Llegados a este punto, y a la fecha emblemática del 14F, los comercios se han llenado de corazones y de perfumes por todas partes, las joyerías se frotan las manos pensando en lo que van a vender y yo me encuentro en el remolino, por una parte dejándome llevar por el consumismo sin sucumbir de momento y por otra dando campanazos en cuanto escucho algún plan denominado romántico para estas fechas, dándole la vuelta y convirtiéndolo en una aventura consumista en lugar de romántica.
En lo que estoy de acuerdo es el que el amor existe, y que se demuestra en el dia a día y no solo en el 14F, es decir, el 14 F también. Que es una cosa que hay que recordar periódicamente, que hay que decir y la respuesta nunca es un "y yo", ni un "igualmente".

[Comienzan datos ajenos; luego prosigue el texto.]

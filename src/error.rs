//! Error types shared by the generator, random source and policy layer.
//!
//! None of the messages carry password content: only lengths, counts and
//! the names of violated rules.

use thiserror::Error;

/// Convenience alias used across the crate.
pub type Result<T> = std::result::Result<T, PasswordError>;

#[derive(Error, Debug, Clone, PartialEq)]
pub enum PasswordError {
    #[error("Invalid password length {requested}. Must be between {min} and {max}.")]
    InvalidLength {
        requested: usize,
        min: usize,
        max: usize,
    },
    #[error(
        "At least one character set must be selected (uppercase, lowercase, numbers, or symbols)."
    )]
    InvalidCharset,
    #[error("Cannot choose from an empty alphabet")]
    EmptyAlphabet,
    #[error("Invalid range: min {min} is greater than max {max}")]
    InvalidRange { min: i64, max: i64 },
    #[error("Password policy is malformed: {}", violations.join("; "))]
    PolicyViolation { violations: Vec<String> },
    #[error("Invalid engine configuration: {0}")]
    InvalidConfig(String),
}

Pienso que el amor es algo que hay que demostrar, primero con uno mismo. El que se mira al espejo y no se ve tiene un buen problema, si no se ama a sí mismo ¿cómo será capaz de amar a otras personas? El que no siente mariposillas en el estómago cuando le besan ¿qué tipo de persona es? El que no piensa en amar ¿en qué piensa? El que no llena su espacio vitual de relaciones cercanas (pareja, amistad, familia) ¿de qué llena ese espacio o es que se queda vacio? No sería mejor dejar de negar la evidencia y confesar la NECESIDAD.
Pero tampoco a cualquier precio, es decir cueste lo que custe, convertir el amor en una competición por conseguir el mejor tio cueste lo que cueste, simplemente para que s vea bonito de cara a la galería.
En ese caso te mereces lo que pase.
¿Qué harás por San Valentín? ¡Cuéntamelo! Yo no te lo puedo contar todavía, lo tengo en el horno, será genial.